The strongest health arguments for adopting permanent DST are related to having extended light in the late afternoon/early evening for outdoor activities, including physical exercise, which promotes both sleep and well-being. This point is particularly relevant to adults who work full-time (or children who are in school until the late afternoon) who want to engage in physical activity outside after work/school. Individuals with lower incomes who have less control over their work schedules, cannot afford gym memberships, and wish to exercise outdoors in the light due to concerns about safety after dark may also benefit from the extended light of permanent DST. In an observational study of physical activity in more than 23 000 children from nine countries, measured by accelerometers, longer evening daylight was associated with a small increase in daily physical activity. The magnitude of these associations was largest in the late afternoon and early evening, and just after the clocks changed [25]. In an observational study of adults conducted in Western Australia prior to and after the introduction of DST, individuals shifted their exercise from the morning to the evening during DST [26]. However, there was also an overall reduction in the average number of daily exercise sessions during DST, with 8% not exercising at all during DST. This may have resulted from the late afternoon heat being restrictive to exercise.

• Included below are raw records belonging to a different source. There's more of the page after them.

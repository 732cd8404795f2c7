//! The driver behind the `publisher-lab` binary.
//!
//! Output goes to the supplied writer so tests can capture it. Logs go
//! through `tracing` and never touch the writer.

use anyhow::{Context, Result};
use std::io::Write;

use crate::benchmark::{CompositeSink, LogSink, LookupHarness, MetricsSink, ReportSink};
use crate::collection::PublisherCollection;
use crate::config::{LabConfig, OutputFormat};
use crate::domain::{Book, Organization, OrganizationOrder, Person, Publisher, Size, current_year, ymd};
use crate::error::ResultExt;
use crate::logging::{operation_span, publisher_span};
use crate::metrics::{METRICS, PhaseTimer};

/// Run every enabled section in order.
pub fn run<W: Write>(config: &LabConfig, out: &mut W) -> Result<()> {
    if !config.skip_demo {
        run_collection_demo(out).with_operation("collection_demo")?;
        run_domain_demo(out).with_operation("domain_demo")?;
    }

    run_benchmark(config, out).context("benchmark run failed")?;

    if config.dump_metrics {
        writeln!(out)?;
        write!(out, "{}", METRICS.encode())?;
    }

    out.flush()?;
    Ok(())
}

/// Populate a collection and print it under each ordering.
pub fn run_collection_demo<W: Write>(out: &mut W) -> std::io::Result<()> {
    let span = operation_span("collection_demo");
    let _entered = span.enter();
    let _timer = PhaseTimer::new("collection_demo");

    let today = chrono::Local::now().date_naive();
    let mut collection = PublisherCollection::new();
    collection.add_defaults();
    collection.add_publishers([
        Publisher::from_organization(Organization::new_unchecked("Gamma", "Odesa", 2005), today),
        Publisher::from_organization(Organization::new_unchecked("Delta", "Kharkiv", 2008), today),
    ]);
    tracing::info!(publishers = collection.len(), "collection populated");

    writeln!(out, "=== Creating PublisherCollection and adding elements ===")?;
    writeln!(out)?;
    writeln!(out, "Original PublisherCollection:")?;
    writeln!(out)?;
    writeln!(out, "{collection}")?;

    for (order, heading) in [
        (OrganizationOrder::Name, "Sorted by Name"),
        (OrganizationOrder::Year, "Sorted by Registration Year"),
        (OrganizationOrder::Address, "Sorted by Address"),
    ] {
        collection.sort(order);
        writeln!(out)?;
        writeln!(out, "=== {heading} ===")?;
        writeln!(out, "{}", collection.short_string())?;
    }

    Ok(())
}

/// Equality, hashing, validation, deep copy and the book filters.
pub fn run_domain_demo<W: Write>(out: &mut W) -> std::io::Result<()> {
    let span = operation_span("domain_demo");
    let _entered = span.enter();
    let _timer = PhaseTimer::new("domain_demo");

    writeln!(out)?;
    writeln!(out, "=== Domain demonstration ===")?;

    let mut first = Organization::new_unchecked("Name", "Addr", 2001);
    let second = first.clone();
    writeln!(out, "Equals: {}", first == second)?;
    writeln!(out, "Hash Codes: {}, {}", first.hash_code(), second.hash_code())?;

    let future = current_year() + 1;
    match first.set_registration_year(future) {
        Ok(()) => writeln!(out, "Registration year {future} accepted")?,
        Err(err) => {
            tracing::warn!(
                code = err.code(),
                field = err.field(),
                year = future,
                "rejected registration year"
            );
            writeln!(out, "Error: {err}")?;
        }
    }

    let mut publisher = Publisher::from_organization(
        Organization::new_unchecked("Litera", "Kyiv", 2020),
        ymd(2030, 12, 31),
    );
    let pub_span = publisher_span(publisher.name());
    let _pub_entered = pub_span.enter();

    let ivan = Person::new("Ivan", "Ivanenko", ymd(1980, 1, 1));
    let oksana = Person::new("Oksana", "Petryk", ymd(1990, 2, 2));
    publisher.add_books([
        Book::new(ivan, "Intro to Rust", ymd(2020, 1, 1), Size::Standard),
        Book::new(oksana.clone(), "Advanced Rust", ymd(2021, 2, 2), Size::Big),
    ]);
    publisher.add_employees([oksana]);
    writeln!(out, "{publisher}")?;

    writeln!(out)?;
    writeln!(out, "OrganizationInfo:")?;
    writeln!(out, "{}", publisher.organization_info())?;

    let copy = publisher.deep_copy();
    let mut info = publisher.organization_info();
    info.set_name("ChangedName");
    if let Err(err) = publisher.set_organization_info(info) {
        tracing::warn!(error = %err, "organization info rejected");
    }
    if let Some(book) = publisher.books_mut().first_mut() {
        book.title = "ChangedTitle".to_string();
    }

    writeln!(out)?;
    writeln!(out, "Original:")?;
    writeln!(out, "{publisher}")?;
    writeln!(out)?;
    writeln!(out, "Copy:")?;
    writeln!(out, "{copy}")?;

    write_books(out, "Books published after 2020:", publisher.books_after_year(2020))?;
    write_books(
        out,
        "Books by author Oksana Petryk:",
        publisher.books_by_author("Oksana Petryk"),
    )?;
    write_books(
        out,
        "Books by authors who are employees:",
        publisher.books_by_employee_authors(),
    )?;
    write_books(
        out,
        "Books by authors NOT employees:",
        publisher.books_by_outside_authors(),
    )?;

    writeln!(out)?;
    writeln!(out, "Pocket books: {:.1}%", publisher.pocket_percentage())?;

    Ok(())
}

fn write_books<'a, W: Write>(
    out: &mut W,
    heading: &str,
    books: impl Iterator<Item = &'a Book>,
) -> std::io::Result<()> {
    writeln!(out)?;
    writeln!(out, "{heading}")?;
    for book in books {
        writeln!(out, "{book}")?;
    }
    Ok(())
}

/// Build the harness, time every probe and print the report.
pub fn run_benchmark<W: Write>(config: &LabConfig, out: &mut W) -> Result<()> {
    let span = operation_span("benchmark");
    let _entered = span.enter();

    let build_timer = PhaseTimer::new("harness_build");
    let harness = LookupHarness::new(config.count);
    let build_time = build_timer.finish();
    tracing::info!(
        count = harness.len(),
        build_ms = build_time.as_millis() as u64,
        "harness ready"
    );

    let lookup_timer = PhaseTimer::new("lookups");
    let mut report_sink = ReportSink::new(harness.len());
    {
        let mut sink = CompositeSink::new()
            .with_sink(&mut report_sink)
            .with_sink(MetricsSink)
            .with_sink(LogSink);
        harness.run(&mut sink);
    }
    lookup_timer.finish();

    let report = report_sink.into_report();
    for probe in &report.probes {
        if !probe.matches_expectation() {
            tracing::warn!(case = %probe.case, probe = %probe.probe, "unexpected lookup outcome");
        }
    }

    match config.format {
        OutputFormat::Text => {
            writeln!(out)?;
            write!(out, "{}", report.render_text())?;
        }
        OutputFormat::Json => {
            let json = report
                .render_json()
                .context("failed to serialize benchmark report")?;
            writeln!(out, "{json}")?;
        }
    }

    Ok(())
}
use proptest::prelude::*;
use publisher_lab::benchmark::{ReportSink, ResultSink, absent_probe};
use publisher_lab::{ContainerKind, LookupHarness, Measurement, Organization, ProbeCase};
use strum::IntoEnumIterator;

#[test]
fn thousand_element_scenario() {
    let harness = LookupHarness::new(1000);
    assert_eq!(harness.container_sizes(), [1000; 4]);

    for index in [0, 500, 999] {
        let probe = harness.organizations()[index].clone();
        let measurements = harness.measure_lookup(&probe);
        assert_eq!(measurements.len(), 5);
        for m in &measurements {
            assert!(m.found, "index {index} missing from {}", m.kind.label());
        }
    }

    let absent = Organization::new_unchecked("NotExist", "Nowhere", 1999);
    assert_eq!(absent, absent_probe());
    for m in harness.measure_lookup(&absent) {
        assert!(!m.found, "absent probe found in {}", m.kind.label());
    }
}

#[test]
fn every_generated_entity_is_found() {
    let harness = LookupHarness::new(200);
    for organization in harness.organizations() {
        assert!(
            harness
                .measure_lookup(organization)
                .iter()
                .all(|m| m.found)
        );
    }
}

#[test]
fn containers_hold_the_same_entities() {
    let harness = LookupHarness::new(64);
    for (organization, key) in harness.organizations().iter().zip(harness.strings()) {
        assert_eq!(&organization.canonical_string(), key);
        let by_key = &harness.organization_map()[organization];
        let by_string = &harness.string_map()[key];
        assert_eq!(by_key, by_string);
        assert_eq!(by_key.organization(), organization);
    }
}

#[test]
fn probe_positions() {
    let harness = LookupHarness::new(1000);
    let probes = harness.probes();
    let cases: Vec<ProbeCase> = probes.iter().map(|(case, _)| *case).collect();
    assert_eq!(cases, ProbeCase::iter().collect::<Vec<_>>());
    assert_eq!(probes[0].1.name(), "Publisher0");
    assert_eq!(probes[1].1.name(), "Publisher500");
    assert_eq!(probes[2].1.name(), "Publisher999");
    assert_eq!(probes[3].1.name(), "NotExist");
}

#[test]
fn single_element_probes_share_the_entity() {
    let harness = LookupHarness::new(1);
    let probes = harness.probes();
    assert_eq!(probes.len(), 4);
    assert_eq!(probes[0].1, probes[1].1);
    assert_eq!(probes[1].1, probes[2].1);
}

#[test]
fn run_feeds_report_sink() {
    let harness = LookupHarness::new(100);
    let mut sink = ReportSink::new(harness.len());
    harness.run(&mut sink);
    let report = sink.into_report();

    assert_eq!(report.collection_size, 100);
    assert_eq!(report.probes.len(), 4);
    for probe in &report.probes {
        assert_eq!(probe.measurements.len(), 5);
        assert!(probe.matches_expectation(), "{}", probe.case);
    }
    assert_eq!(
        report
            .probe(ProbeCase::Middle)
            .and_then(|p| p.found_in(ContainerKind::OrganizationMapValue)),
        Some(true)
    );
    assert_eq!(
        report
            .probe(ProbeCase::Absent)
            .and_then(|p| p.found_in(ContainerKind::StringMapKey)),
        Some(false)
    );
}

#[test]
fn custom_sink_sees_every_measurement() {
    #[derive(Default)]
    struct Tally {
        found: usize,
        missed: usize,
    }

    impl ResultSink for Tally {
        fn record(&mut self, _case: ProbeCase, measurement: &Measurement) {
            if measurement.found {
                self.found += 1;
            } else {
                self.missed += 1;
            }
        }
    }

    let harness = LookupHarness::new(10);
    let mut tally = Tally::default();
    harness.run(&mut tally);
    assert_eq!(tally.found, 15);
    assert_eq!(tally.missed, 5);
}

#[test]
fn text_report_lists_every_container() {
    let harness = LookupHarness::new(10);
    let mut sink = ReportSink::new(harness.len());
    harness.run(&mut sink);
    let text = sink.report().render_text();

    assert!(text.contains("Searching: Non-existing element"));
    for kind in ContainerKind::iter() {
        assert_eq!(text.matches(&format!("{} - ", kind.label())).count(), 4);
    }
}

proptest! {
    #![proptest_config(ProptestConfig::with_cases(32))]

    #[test]
    fn any_size_finds_members_and_misses_absent(n in 1usize..300, pick in any::<prop::sample::Index>()) {
        let harness = LookupHarness::new(n);
        prop_assert_eq!(harness.container_sizes(), [n; 4]);

        let member = harness.organizations()[pick.index(n)].clone();
        let hits = harness.measure_lookup(&member);
        prop_assert_eq!(hits.len(), 5);
        prop_assert!(hits.iter().all(|m| m.found));

        let misses = harness.measure_lookup(&absent_probe());
        prop_assert!(misses.iter().all(|m| !m.found));

        let generated = LookupHarness::generate_publisher(pick.index(n));
        prop_assert_eq!(generated.organization(), &member);
    }
}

Extending light later in the day may also have a beneficial effect on the economy resulting from dining out, shopping, and other activities that increase consumer spending. JPMorgan Chase and Company [27] analyzed consumer spending using an anonymized sample from over 2.5 million customers, making over 380 million credit and debit card transactions. Los Angeles, a city that observes DST, and Phoenix, a city that does not observe DST, were compared. Relative to Phoenix, in Los Angeles, daily card spending increased by 0.9% on weekdays and 1.1% on weekends at the start of DST and dropped by 4.1% on weekdays (when after-work darkness may decrease purchases) and 2.1% on weekends at the end of DST. Grocery stores, fuel, discount stores, and other retail stores were the most affected by the end of DST. Robberies also decreased modestly (7%) following the shift to DST [28].
Splitting the Difference?
A final option to consider is splitting the difference and adopting a clock change 30 min between ST and DST, which may mitigate the negative health consequences of transitioning back and forth between ST and DST. The downside of this option for advocates of permanent DST would be less extended light in the late afternoon and evening for outdoor activities and shopping compared to a full hour of DST. For advocates of permanent ST, mornings would still be darker earlier (and evenings lighter later) compared to if permanent ST was in effect, with 30 min of circadian misalignment year-round. From a logistical perspective, the United States would be “off sync” with many major countries globally, including our European economic trading partners. It should be noted, however, that there is great variability in when different countries make the switch from ST to DST [29], and therefore a 30-min difference may be considered less disruptive, especially if other nations follow suit and eliminate the transition to and from DST.
Recommendation
Determining the best policy in the DST debate is complex, especially given variability in geography (e.g., increased susceptibility on the western edge of time zones), work schedules (e.g., needing to be at work in the early morning), and vulnerable populations (e.g., adolescents). However, from a health standpoint, the bulk of evidence supports abolishing our current spring transition to DST and adopting permanent ST, given the risk for sleep loss and circadian misalignment, and their accompanying adverse health consequences. As such, the SRS strongly supports the adoption of permanent ST. Education and advocacy focused on both state legislatures and the US Congress will be critical to the adoption of permanent ST.
Disclosure Statement
Financial Disclosure: None.
Non-financial Disclosure: None.
Conflict of Interest Statement: The author has no conflict of interest.
Data Availability Statement
No new data were generated or analyzed in support of this research.